In Germany, all political parties have a colour. The Christian Democratic Union and the Christian Social Union are black, the Social Democratic Party is red, the liberal Free Democratic Party are yellow and the evil fascist Alternative für Deutschland are blue. This coming Sunday, Thüringen and Saxony will hold state elections, and the blue AfD is leading the polls in both states with about 30% support. This has a lot of people very, very upset. Most of them are merely upset with the AfD, but some psychologically unstable people have allowed their anger to embrace the colour blue more generally, because there can be no limits when it comes to resisting the evil antidemocratic forces of fascism.
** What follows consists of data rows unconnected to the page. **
//! Forbidden-point resolution for Black
//!
//! A three only counts toward a double-three if it can still grow into a
//! straight four. Whether it can depends on its completion points: a
//! completion point that is taken by White, lies off the board, or would
//! itself be a forbidden move for Black cannot be used. Deciding the last
//! case means classifying a hypothetical stone, which may in turn find threes
//! whose completion points need resolving, so the check is recursive.
//!
//! Every level places Black on a cell that was empty before, so the
//! recursion never goes deeper than the number of intersections.

use log::trace;

use crate::board::{Board, Orientation, Pos, Stone, TOTAL_CELLS};

use super::counter::classify_at_depth;
use super::patterns::ThreeShape;

/// Decide whether a matched three can still become a straight four.
///
/// The four completion points come from `shape.offsets`, projected from
/// `anchor` along `orientation`. For a split three (`offsets[0] == 0`) the
/// single gap must be usable and neither extension may be forbidden. For a
/// solid three at least one side must have both of its points usable.
pub(crate) fn three_is_live(
    board: &mut Board,
    anchor: Pos,
    orientation: Orientation,
    shape: &ThreeShape,
    depth: usize,
) -> bool {
    let [p0, p1, p2, p3] = shape.offsets.map(|o| orientation.project(anchor, o));

    if shape.is_split() {
        !(point_is_forbidden(board, p1, depth)
            || point_is_forbidden(board, p2, depth)
            || point_is_forbidden(board, p3, depth))
    } else {
        let near_side_blocked =
            point_is_forbidden(board, p0, depth) || point_is_forbidden(board, p1, depth);
        let far_side_blocked =
            point_is_forbidden(board, p2, depth) || point_is_forbidden(board, p3, depth);
        !(near_side_blocked && far_side_blocked)
    }
}

/// Can Black not use `pos` to extend a three?
///
/// Occupied by White and off the board both block. An empty cell blocks when
/// a Black stone there would be an overline, a double-four, a double-three,
/// or would already complete a five.
pub fn is_forbidden_point(board: &mut Board, pos: Pos) -> bool {
    point_is_forbidden(board, pos, 0)
}

pub(crate) fn point_is_forbidden(board: &mut Board, pos: Pos, depth: usize) -> bool {
    match board.get(pos) {
        Stone::White | Stone::OutOfBoard => return true,
        // Never a completion point: a Black stone there would have matched a four first.
        Stone::Black => return false,
        Stone::Empty => {}
    }
    assert!(
        depth <= TOTAL_CELLS,
        "forbidden-point recursion at {pos} reached depth {depth}"
    );

    let previous = board.get(pos);
    board.set(pos, Stone::Black);
    let counter = classify_at_depth(board, pos, true, depth + 1);
    board.set(pos, previous);

    let blocked = counter.blocks_completion();
    trace!(
        "completion point {pos} depth {depth}: threes={} fours={} fives={} overlines={} -> {}",
        counter.threes,
        counter.fours,
        counter.fives,
        counter.overlines,
        if blocked { "blocked" } else { "open" }
    );
    blocked
}

/// Would a Black stone on `pos` lose the game on the spot?
///
/// Only empty intersections qualify. A move that is forbidden loses even if
/// it also completes a five.
pub fn is_forbidden_move(board: &mut Board, pos: Pos) -> bool {
    if !board.is_empty(pos) {
        return false;
    }
    board.set(pos, Stone::Black);
    let counter = classify_at_depth(board, pos, true, 0);
    board.set(pos, Stone::Empty);
    counter.is_forbidden_shape()
}

/// Every empty intersection where Black is not allowed to play, row-major.
pub fn forbidden_moves(board: &mut Board) -> Vec<Pos> {
    let empties: Vec<Pos> = board
        .iter()
        .filter(|&(_, s)| s == Stone::Empty)
        .map(|(p, _)| p)
        .collect();
    empties
        .into_iter()
        .filter(|&p| is_forbidden_move(board, p))
        .collect()
}

#[cfg(test)]
mod tests {
    use super::*;
    use crate::rules::counter::classify;

    fn place_all(board: &mut Board, stones: &[(u8, u8)], stone: Stone) {
        for &(x, y) in stones {
            board.set(Pos::new(x, y), stone);
        }
    }

    /// Three stones in a column above (9,7) and three below it, so a Black
    /// stone on (9,7) makes seven in a row.
    fn overline_column(board: &mut Board) {
        place_all(
            board,
            &[(9, 4), (9, 5), (9, 6), (9, 8), (9, 9), (9, 10)],
            Stone::Black,
        );
    }

    #[test]
    fn test_nothing_forbidden_on_empty_board() {
        let mut board = Board::new();
        assert!(!is_forbidden_move(&mut board, Pos::new(7, 7)));
        assert!(!is_forbidden_point(&mut board, Pos::new(7, 7)));
        assert!(forbidden_moves(&mut board).is_empty());
    }

    #[test]
    fn test_white_and_edge_block_completion() {
        let mut board = Board::new();
        board.set(Pos::new(3, 3), Stone::White);
        assert!(is_forbidden_point(&mut board, Pos::new(3, 3)));
        assert!(is_forbidden_point(&mut board, Pos::NULL));
        assert!(!is_forbidden_point(&mut board, Pos::new(4, 4)));
    }

    #[test]
    fn test_occupied_is_never_forbidden_move() {
        let mut board = Board::new();
        board.set(Pos::new(7, 7), Stone::Black);
        assert!(!is_forbidden_move(&mut board, Pos::new(7, 7)));
    }

    #[test]
    fn test_double_three_cross_pattern() {
        let mut board = Board::new();
        // Horizontal: _ B _ B _, vertical the same through (7,7)
        place_all(&mut board, &[(6, 7), (8, 7), (7, 6), (7, 8)], Stone::Black);

        assert!(is_forbidden_move(&mut board, Pos::new(7, 7)));
        assert_eq!(forbidden_moves(&mut board), vec![Pos::new(7, 7)]);
    }

    #[test]
    fn test_double_three_diagonal_cross() {
        let mut board = Board::new();
        place_all(&mut board, &[(6, 6), (8, 8), (8, 6), (6, 8)], Stone::Black);
        assert!(is_forbidden_move(&mut board, Pos::new(7, 7)));
    }

    #[test]
    fn test_single_three_allowed() {
        let mut board = Board::new();
        place_all(&mut board, &[(6, 7), (8, 7)], Stone::Black);
        assert!(!is_forbidden_move(&mut board, Pos::new(7, 7)));
    }

    #[test]
    fn test_overline_point_is_forbidden() {
        let mut board = Board::new();
        overline_column(&mut board);
        assert!(is_forbidden_move(&mut board, Pos::new(9, 7)));
        assert!(is_forbidden_point(&mut board, Pos::new(9, 7)));
    }

    #[test]
    fn test_five_point_blocks_completion_but_is_allowed() {
        let mut board = Board::new();
        place_all(&mut board, &[(2, 2), (3, 2), (4, 2), (5, 2)], Stone::Black);
        assert!(is_forbidden_point(&mut board, Pos::new(6, 2)));
        assert!(!is_forbidden_move(&mut board, Pos::new(6, 2)));
    }

    #[test]
    fn test_three_blocked_on_both_sides_is_not_counted() {
        // W _ B B [B] _ ? with the far extension (9,7) an overline point
        let mut board = Board::new();
        place_all(&mut board, &[(5, 7), (6, 7), (7, 7)], Stone::Black);
        board.set(Pos::new(3, 7), Stone::White);
        overline_column(&mut board);
        let c = classify(&mut board, Pos::new(7, 7), true);
        assert_eq!(c.threes, 0);

        // Without the white stone the near side opens up again
        board.set(Pos::new(3, 7), Stone::Empty);
        let c = classify(&mut board, Pos::new(7, 7), true);
        assert_eq!(c.threes, 1);
    }

    #[test]
    fn test_three_blocked_on_one_side_still_counts() {
        let mut board = Board::new();
        place_all(&mut board, &[(5, 7), (6, 7), (7, 7)], Stone::Black);
        board.set(Pos::new(3, 7), Stone::White);
        let c = classify(&mut board, Pos::new(7, 7), true);
        assert_eq!(c.threes, 1);
    }

    #[test]
    fn test_dead_three_does_not_make_double_three() {
        let mut board = Board::new();
        place_all(&mut board, &[(5, 7), (6, 7)], Stone::Black);
        board.set(Pos::new(3, 7), Stone::White);
        overline_column(&mut board);
        // Vertical three starting at (7,7)
        place_all(&mut board, &[(7, 8), (7, 9)], Stone::Black);

        assert!(!is_forbidden_move(&mut board, Pos::new(7, 7)));

        board.set(Pos::new(7, 7), Stone::Black);
        let c = classify(&mut board, Pos::new(7, 7), true);
        assert_eq!(c.threes, 1);
    }

    /// Column through (6,7) with three stones on each side: Black on the gap
    /// would make seven in a row.
    fn gap_overline_column(board: &mut Board) {
        place_all(
            board,
            &[(6, 4), (6, 5), (6, 6), (6, 8), (6, 9), (6, 10)],
            Stone::Black,
        );
    }

    #[test]
    fn test_split_three_with_forbidden_gap_is_not_counted() {
        // _ B [_] [B] B _ with the gap (6,7) an overline point
        let mut board = Board::new();
        place_all(&mut board, &[(5, 7), (7, 7), (8, 7)], Stone::Black);
        let c = classify(&mut board, Pos::new(7, 7), true);
        assert_eq!(c.threes, 1, "open split three");

        gap_overline_column(&mut board);
        assert!(is_forbidden_point(&mut board, Pos::new(6, 7)));
        let c = classify(&mut board, Pos::new(7, 7), true);
        assert_eq!(c.threes, 0, "gap cannot be filled");
    }

    #[test]
    fn test_dead_split_three_does_not_make_double_three() {
        let mut board = Board::new();
        // Split three on the row and a solid three up the column, both at (7,7)
        place_all(&mut board, &[(5, 7), (8, 7), (7, 8), (7, 9)], Stone::Black);
        assert!(is_forbidden_move(&mut board, Pos::new(7, 7)));

        gap_overline_column(&mut board);
        assert!(!is_forbidden_move(&mut board, Pos::new(7, 7)));
    }

    #[test]
    fn test_completion_point_blocked_by_double_three() {
        let mut board = Board::new();
        place_all(
            &mut board,
            &[(5, 7), (6, 7), (7, 7), (9, 5), (9, 6), (10, 8), (11, 9)],
            Stone::Black,
        );
        board.set(Pos::new(3, 7), Stone::White);

        // Black on (9,7) would open two threes, so the far side is dead
        board.set(Pos::new(9, 7), Stone::Black);
        let at_point = classify(&mut board, Pos::new(9, 7), true);
        board.set(Pos::new(9, 7), Stone::Empty);
        assert_eq!(at_point.threes, 2);
        assert!(at_point.fours < 2 && at_point.overlines == 0 && at_point.fives == 0);

        assert!(is_forbidden_point(&mut board, Pos::new(9, 7)));
        let c = classify(&mut board, Pos::new(7, 7), true);
        assert_eq!(c.threes, 0);
    }

    #[test]
    fn test_completion_point_blocked_by_double_four() {
        let mut board = Board::new();
        place_all(&mut board, &[(5, 7), (6, 7), (7, 7)], Stone::Black);
        // A column and a diagonal that both become fours through (9,7)
        place_all(
            &mut board,
            &[(9, 9), (9, 10), (9, 11), (10, 8), (11, 9), (12, 10)],
            Stone::Black,
        );
        let c = classify(&mut board, Pos::new(7, 7), true);
        assert_eq!(c.threes, 1, "near side still open");

        board.set(Pos::new(3, 7), Stone::White);
        board.set(Pos::new(9, 7), Stone::Black);
        let at_point = classify(&mut board, Pos::new(9, 7), true);
        board.set(Pos::new(9, 7), Stone::Empty);
        assert!(at_point.fours >= 2);
        assert_eq!(at_point.threes, 0);
        assert_eq!(at_point.overlines + at_point.fives, 0);

        assert!(is_forbidden_point(&mut board, Pos::new(9, 7)));
        let c = classify(&mut board, Pos::new(7, 7), true);
        assert_eq!(c.threes, 0);
    }

    #[test]
    fn test_resolution_restores_board() {
        let mut board = Board::new();
        place_all(&mut board, &[(6, 7), (8, 7), (7, 6), (7, 8)], Stone::Black);
        place_all(&mut board, &[(5, 7), (10, 10)], Stone::White);
        let before = board.clone();

        let _ = forbidden_moves(&mut board);
        let _ = is_forbidden_point(&mut board, Pos::new(9, 7));
        assert_eq!(board, before);
    }
}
Among the new sworn enemies of the blue band of the visible electromagnetic spectrum are the marketing team at Germany’s largest supermarket corporation, the Edeka Group. A few days ago, this supermarket chain, whose own logo strangely enough is primarily blue…
…ran an ad in Die Zeit and the Frankfurter Allgemeine Zeitung explaining “Why Blue is Note on Offer at Edeka”.
That wall of text in the middle reads as follows:
Yellow bananas, red tomatoes, green lettuce, purple grapes, orange carrots, pink dragon fruit… Edeka’s fruit and vegetable department is full of colourful diversity. Or is it?
If you look closely, there’s one colour you won’t see: blue. And that’s no coincidence. Because blue food is nature’s way of warning us: “Watch out! I could be harmful!”
Evolution has taught us that blue is not a good choice.
And speaking of choices: blue is not only the natural enemy of a healthy diversity of fruit and vegetables. In Germany, ‘the blues’ are also the biggest threat to our diverse society.
So let’s read the warning signs correctly ahead of the state elections in Saxony, Thüringen and Brandenburg in September – and ensure that we can live together in harmony. Because we love diversity.
For those wondering whether Edeka has decided to cease selling fascist blue fruits like blueberries, there is a helpful note down in the corner:
There we learn that, while “‘Blueberries’ or ‘Blue cabbage’” may have “‘blue’ in their names”, their “colour pigments” are not blue. This is “at least what Science tells us – and as we know you should always listen to Science more”. Nothing about this is remotely obnoxious; indeed, if current-year Germany needs anything, it is more blind platitudinous calls to Follow the Science – particularly when it comes to exonerating innocent fruits and vegetables from suspicion of blue fascism.
One could say many things about this brave anti-fascist stance against the colour blue.
Firstly, all the right people thought the ad was just wonderful. Katrin Göring-Eckardt, the odious Green politician we met in Wednesday’s post, calls the campaign an “Important message”. “Thank you, Edeka!” she exclaims, before proceeding to recommend that voters cast their ballot for the Greens instead, because they have a “natural colour in their name that offers protection against the blue-brown” fascists. The AfD, by contrast, is highly unnatural, its colour being associated only with evil anti-democratic things like the sky and the ocean and a wide variety of birds and so on.
Secondly, Edeka did not always Follow the Science in denying plainly blue blueberries their blueness. As German Twitter has discovered, as recently as last year it was running wise-brown-man ads like this one, declaring that “blueberries are only really sweet when they are blue”.
Thirdly, while Edeka tried to keep its anti-blue ad campaign confined to newspapers that AfD voters don’t read, it was so dumb that it blew up across the internet. This has left many Edeka franchisees in the east desperately distancing themselves from the campaign lest they piss off valued customers. Particularly in Sachsen-Anhalt, store owners are posting images of the ad crossed out with a massive (I guess socially democratic) red X…
…and assuring their clientele that they “do not take any position on political issues” and explaining they “cannot understand why Edeka has expressed itself with such posts”.
Finally, of course, Edeka was not always so antifascist. In the years when it counted, it was in fact a staunch supporter of the National Socialist regime. Here, for example, is how Edeka recommended its affiliates arrange their display windows for the May 1st workers’ holiday in 1936:
Edeka’s current-year anti-fascism is of exactly the same flavour as its 1936 Nazism. It is a mere conformist, who will loudly support whatever the current thing happens to be. Perhaps it should shut up about politics for once and just sell the bloody groceries.